[Collected data]
========
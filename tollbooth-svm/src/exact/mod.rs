//! The `exact` payment scheme for Solana.

mod client;
mod facilitator;
mod server;
mod types;

pub use client::ExactSvmClient;
pub use facilitator::{ExactSvmFacilitator, SvmExactError};
pub use server::ExactSvmServer;
pub use types::{ExactSolanaPayload, FeePayerExtra, TransferDetails};

/// Scheme identifier shared by all `exact` implementations.
pub const SCHEME_EXACT: &str = "exact";

/// CAIP-2 family pattern for Solana clusters.
pub const SOLANA_FAMILY: &str = "solana:*";
//! HTTP transport for the x402 payment protocol.
//!
//! - [`client`] — reqwest middleware that pays 402 responses automatically
//! - [`server`] — tower layer that gates routes behind payment, plus the
//!   facilitator HTTP client
//! - [`headers`] — the base64-wrapped JSON header codec
//! - [`constants`] — protocol header names

pub mod client;
pub mod constants;
pub mod error;
pub mod headers;
pub mod server;

pub use client::PaymentMiddleware;
pub use error::HttpError;
pub use server::{HttpFacilitatorClient, PaymentGateLayer, RouteConfig, RouteTable};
========
Return every line above where "types" appears.

• _OUTPUT OF THE EXERCISE_
mod types;
pub use types::{ExactSolanaPayload, FeePayerExtra, TransferDetails};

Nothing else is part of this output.